Gregory Alldritt peut changer de tenue lorsqu’il porte le maillot de l’équipe de France. Maintenant, il ne faut pas négliger les jeunes qui arrivent. Aujourd’hui, on demandera à Alldritt d’être le meilleur à son poste, on ne peut avoir une copie moyenne de sa part. Je pense qu’il reste un pilier de l’équipe. Puis il s’entend bien avec Antoine (Dupont). L’équipe peut être bâtie est autour d’eux.

Peut-être que je regarde les matches avec un peu plus de détachement, je vais quand même avoir 72 ans (rires). Je regarde beaucoup plus le Stade Toulousain, évidemment. Je remarque que (Kylian) Gourgues est intéressant sur ce qu’il propose."

Ses années de sélectionneur (2016-2017)

"J’ai passé la première année dans de très bonnes conditions. La seconde, non. Il est dommage qu’on n’ait pas eu le temps de faire nos quatre ans, surtout quand on voyait les joueurs de talent qui débarquaient.
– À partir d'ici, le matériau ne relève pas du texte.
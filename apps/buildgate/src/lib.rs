//! buildgate core library.
//!
//! Orchestrates engine builds, packaging, automation tests, and cleanup, and
//! applies two quality gates the toolchain does not enforce itself: a log
//! classifier that fails on error/warning lines, and a line-coverage gate.
//!
//! High-level modules:
//! - `cli`: CLI argument parsing (binary uses this).
//! - `config`: Discovery and effective configuration resolution.
//! - `project`: Upward search for the `*.uproject` descriptor.
//! - `classify`: Error/warning/ignored classification of captured logs.
//! - `coverage`: Cobertura parsing, threshold gate, and source resolution.
//! - `runner`: Blocking process execution teed to a log file.
//! - `pipeline`: Typed build/package/test/clean steps run fail-fast.
//! - `toolchain`: Build configurations and default engine tool paths.
//! - `models`: Step outcomes and pipeline reports.
//! - `output`: Human/JSON printers.
//! - `error`: Error taxonomy and exit codes.
pub mod classify;
pub mod cli;
pub mod config;
pub mod coverage;
pub mod error;
pub mod models;
pub mod output;
pub mod pipeline;
pub mod project;
pub mod runner;
pub mod toolchain;
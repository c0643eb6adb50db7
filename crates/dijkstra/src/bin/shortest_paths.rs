use std::fmt::Display;
use std::io::Read;
use std::process::ExitCode;
use std::str::FromStr;
use std::str::SplitWhitespace;

use dijkstra::DirectedGraph;
use dijkstra::run_shortest_paths;

// Input: `numNodes numEdges`, then numEdges `from to weight` triples,
// then the source node. Whitespace-separated.
fn main() -> ExitCode {
    match run() {
        Ok(()) => ExitCode::SUCCESS,
        Err(message) => {
            eprintln!("shortest_paths: {message}");
            ExitCode::FAILURE
        }
    }
}

fn run() -> Result<(), String> {
    let mut input = String::new();
    std::io::stdin()
        .read_to_string(&mut input)
        .map_err(|err| format!("failed to read stdin: {err}"))?;
    let mut tokens = input.split_whitespace();

    let vertex_count: usize = next_token(&mut tokens, "node count")?;
    let edge_count: usize = next_token(&mut tokens, "edge count")?;

    let mut edges = Vec::with_capacity(edge_count);
    for _ in 0..edge_count {
        let from: u32 = next_token(&mut tokens, "edge origin")?;
        let to: u32 = next_token(&mut tokens, "edge destination")?;
        let weight: u64 = next_token(&mut tokens, "edge weight")?;
        edges.push((from, to, weight));
    }
    let source: usize = next_token(&mut tokens, "source node")?;

    let graph = DirectedGraph::from_edges(vertex_count, &edges).map_err(|err| err.to_string())?;
    let paths = run_shortest_paths(&graph, source).map_err(|err| err.to_string())?;

    println!("shortest distances from node {source}:");
    for entry in paths.iter() {
        match entry.distance {
            Some(distance) => println!("node {}: {distance}", entry.node),
            None => println!("node {}: unreachable", entry.node),
        }
    }

    Ok(())
}

fn next_token<T>(tokens: &mut SplitWhitespace<'_>, what: &str) -> Result<T, String>
where
    T: FromStr,
    T::Err: Display,
{
    let token = tokens
        .next()
        .ok_or_else(|| format!("missing {what} in input"))?;
    token
        .parse()
        .map_err(|err| format!("invalid {what} {token:?}: {err}"))
}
Ce serait facile de vous dire que c’est du gâchis. Je n’ai pas terminé ma carrière comme j’aurais aimé. Ça aurait été intéressant de me laisser tranquille faire mon travail comme je l’ai fait au Stade Toulousain pendant tout ce temps.

En équipe de France, on a eu cette période où il a fallu se remonter les manches, on a commencé à apporter certains lièvres comme Antoine Dupont ou Anthony Jelonch. J’aurais aimé travailler les deux années supplémentaires pour atteindre le plus haut niveau.

Si la plaie est encore ouverte ? Oui, bien sûr, c’est une période noire de ma vie, c’est évident.

Des souvenirs, j’en ai 3000. Sur le plan du jeu, je me souviens d’un match contre le pays de Galles qu’on gagne vingt minutes après le temps réglementaire (20-18, mars 2018). Il y a eu ce changement de pilier qui fait qu’on a fini par gagner. Ce sont des bons souvenirs. Vraiment, on voyait que les Français étaient fiers de leur rugby et des joueurs qui faisaient partie de cette équipe de France.

Et après, il y a tous les mauvais que j’ai accumulés et sur lesquels je n’ai pas envie de revenir sur cette dernière année compliquée."